Also, there is no way at all that that page ever refreshed to the rolling window as displayed unless you already edited the URL yourself.
On 2/14/2018 9:55 PM, Adam Armstrong wrote:
So, looking at the code history, this page has never really operated in any other way. It's used UNIX timestamps for from and to variables in the URL as far back as revision 2500 in 2012.
The one way it would have behaved as a "rolling" display is that if you go to the page without any timestamps set, it uses the default of "from one day ago to now".
It would be possible to modify the page to accept periods (we have an number of these defined) and/or allow rrdtool-style non-numeric time strings (like -1d, -1y).
adam.
On 2018-02-14 20:17:26, Adam Armstrong adama@observium.org wrote:
That page only auto refreshes because every page does.
We didn't make every page auto refresh just so that one would for no reason, obviously.
adam.
On 2018-02-14 20:15:00, Ian Armstrong ian.armstrong@weltec.ac.nz wrote:
Hi,
I have some large TV screens where we monitor network traffic. So we want to see a the most recent traffic of course.

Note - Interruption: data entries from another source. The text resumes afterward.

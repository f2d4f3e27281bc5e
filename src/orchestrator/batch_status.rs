//! 批次状态汇总 - 编排层
//!
//! 纯函数：读到的记录 → 完成 / 失败 / 运行中三组。不做任何 I/O。

use std::fmt;

use serde::Serialize;

use crate::models::{RecordStatus, RequestRecord};

/// 状态列表中的一项
#[derive(Debug, Clone, PartialEq, Serialize)]
pub struct StatusEntry {
    pub index: usize,
    pub request_key: Vec<String>,
    pub in_cache: bool,
    /// 完成项为耗时（如 "1.2s"），失败项为错误文本，运行中为空
    pub detail: Option<String>,
}

impl StatusEntry {
    fn from_record(index: usize, record: &RequestRecord) -> Self {
        let detail = match record.status() {
            RecordStatus::Pending => None,
            RecordStatus::Success => {
                let elapsed = record.end_time.unwrap_or(record.start_time) - record.start_time;
                Some(format!("{:.1}s", elapsed))
            }
            RecordStatus::Error => Some(record.error.clone().unwrap_or_default()),
        };
        Self {
            index,
            request_key: record.request_key.clone(),
            in_cache: record.in_cache,
            detail,
        }
    }
}

impl fmt::Display for StatusEntry {
    /// `(0, "chr1:1-1", "in cache", "1.2s")`
    fn fmt(&self, f: &mut fmt::Formatter<'_>) -> fmt::Result {
        write!(f, "({}", self.index)?;
        for key in &self.request_key {
            write!(f, ", {:?}", key)?;
        }
        if self.in_cache {
            write!(f, ", \"in cache\"")?;
        }
        if let Some(detail) = &self.detail {
            write!(f, ", {:?}", detail)?;
        }
        write!(f, ")")
    }
}

/// 批次状态（派生视图，不持久化）
#[derive(Debug, Clone, Default, PartialEq, Serialize)]
pub struct BatchStatus {
    pub completed: Vec<StatusEntry>,
    pub errored: Vec<StatusEntry>,
    pub running: Vec<StatusEntry>,
}

impl BatchStatus {
    /// 按当前记录分类，记录的位置就是它的序号
    pub fn from_records(records: &[RequestRecord]) -> Self {
        let mut status = Self::default();
        for (index, record) in records.iter().enumerate() {
            let entry = StatusEntry::from_record(index, record);
            match record.status() {
                RecordStatus::Pending => status.running.push(entry),
                RecordStatus::Success => status.completed.push(entry),
                RecordStatus::Error => status.errored.push(entry),
            }
        }
        status
    }

    pub fn total(&self) -> usize {
        self.completed.len() + self.errored.len() + self.running.len()
    }

    /// 成功百分比（向下取整），空批次为 0
    pub fn percent_success(&self) -> usize {
        percent(self.completed.len(), self.total())
    }

    /// 失败百分比（向下取整），空批次为 0
    pub fn percent_error(&self) -> usize {
        percent(self.errored.len(), self.total())
    }

    pub fn is_done(&self) -> bool {
        self.running.is_empty()
    }

    pub fn is_successful(&self) -> bool {
        self.completed.len() == self.total()
    }
}

fn percent(part: usize, total: usize) -> usize {
    if total == 0 {
        0
    } else {
        100 * part / total
    }
}

fn write_list(f: &mut fmt::Formatter<'_>, entries: &[StatusEntry]) -> fmt::Result {
    write!(f, "[")?;
    for (i, entry) in entries.iter().enumerate() {
        if i > 0 {
            write!(f, ", ")?;
        }
        write!(f, "{}", entry)?;
    }
    write!(f, "]")
}

impl fmt::Display for BatchStatus {
    fn fmt(&self, f: &mut fmt::Formatter<'_>) -> fmt::Result {
        write!(f, "BatchStatus(")?;
        write_list(f, &self.completed)?;
        write!(f, ", ")?;
        write_list(f, &self.errored)?;
        write!(f, ", ")?;
        write_list(f, &self.running)?;
        write!(f, ")")
    }
}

In the previous version of Observium it worked like a charm - I clicked whatever graph of traffic I was interested in and it updated every minute so I could see traffic throughout the day.
I don't want this to sound like a dumb question but what is the point of have the page refresh then - if the graph data isn't being refreshed?
Is there a way to cause Observium to behave as it did - the "rolling time-window" style?